A USP criou um Grupo de Trabalho para definir como será a reserva de vagas nos processos seletivos. A proposta valerá para FUVEST, Provão Paulista e ENEM-USP, em atendimento à Lei Estadual 18.167/2025, que determinou a política nas universidades paulistas.
O percentual mínimo de vagas reservadas seguirá a proporção de pessoas com deficiência na população paulista, segundo o último Censo do IBGE. No Censo 2022, esse índice foi de 6,3% da população do estado, o que é um número muito menor do que a realidade paulista e brasileira.
O grupo tem 120 dias para apresentar uma minuta de resolução.
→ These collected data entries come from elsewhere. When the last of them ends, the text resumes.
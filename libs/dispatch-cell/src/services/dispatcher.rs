use axum::http::StatusCode;
use tracing::{error, info, instrument, warn};

use appointment_cell::services::{AppointmentBookingService, AppointmentLifecycleService};
use review_cell::services::ReviewService;
use shared_models::{ActionOutcome, AppError};
use shared_utils::AppState;

use crate::models::ClinicAction;

/// Runs exactly one mutation per request and reports the result in the
/// same response.
pub struct ActionDispatcher {
    booking: AppointmentBookingService,
    lifecycle: AppointmentLifecycleService,
    reviews: ReviewService,
}

impl ActionDispatcher {
    pub fn new(state: &AppState) -> Self {
        Self {
            booking: AppointmentBookingService::new(state.store.clone(), state.directory.clone()),
            lifecycle: AppointmentLifecycleService::new(state.store.clone()),
            reviews: ReviewService::new(state.store.clone(), state.directory.clone()),
        }
    }

    #[instrument(skip(self, action), fields(action = action.name()))]
    pub async fn dispatch(&self, action: ClinicAction) -> (StatusCode, ActionOutcome) {
        let preserved = action.preserved_input();

        match self.execute(action).await {
            Ok(message) => {
                info!("{}", message);
                (StatusCode::OK, ActionOutcome::success(message))
            }
            Err(err) => {
                let outcome = Self::failure(&err);
                match (err.is_validation(), preserved) {
                    (true, Some(input)) => (err.status_code(), outcome.with_preserved_input(input)),
                    _ => (err.status_code(), outcome),
                }
            }
        }
    }

    /// Logs `err` and converts it into a visitor-facing outcome.
    pub fn failure(err: &AppError) -> ActionOutcome {
        match err {
            AppError::Conflict(_) | AppError::Unavailable(_) => error!("Action failed: {}", err),
            _ => warn!("Action rejected: {}", err),
        }
        ActionOutcome::error(err.user_message())
    }

    async fn execute(&self, action: ClinicAction) -> Result<String, AppError> {
        match action {
            ClinicAction::Book(form) => {
                let confirmation = self.booking.book(&form).await?;
                Ok(confirmation.message)
            }
            ClinicAction::Update { appointment_id, time } => {
                let report = self.lifecycle.update_time(appointment_id, &time).await?;
                Ok(format!("Appointment {} updated", report.appointment_id))
            }
            ClinicAction::Cancel { appointment_id } => {
                let report = self.lifecycle.cancel(appointment_id).await?;
                Ok(format!("Appointment {} cancelled", report.appointment_id))
            }
            ClinicAction::Delete { appointment_id } => {
                let report = self.lifecycle.delete(appointment_id).await?;
                Ok(format!("Appointment {} deleted", report.appointment_id))
            }
            ClinicAction::Review(form) => {
                let review = self.reviews.submit(&form).await?;
                Ok(format!("Thank you for reviewing {}", review.doctor_name))
            }
        }
    }
}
Depois, passa por câmaras, conselhos de graduação e inclusão, e só então chega ao Conselho Universitário, instância máxima da USP. A previsão é concluir o trâmite no primeiro semestre de 2027, para que as regras estejam definidas antes do vestibular de 2028.
A UNICAMP já tem esse tipo de cota desde 2024. As universidades federais contam com essa inclusão desde 2016, quando foi incluída na Lei de Cotas. O índice de estudantes com deficiência nas universidades brasileiras mais que dobrou nos últimos dez anos, mas ainda representa menos de 1% dos alunos matriculados nas graduações do Brasil.
A USP é a maior universidade da América Latina. Esse número de menos de 1% não é coincidência: é o resultado de décadas de ausência de política afirmativa. A cota é um começo. A permanência, o acesso a suporte e a adaptação curricular são o que vêm depois. A USP precisará modernizar suas instalações para receber um número maior de alunos PcD.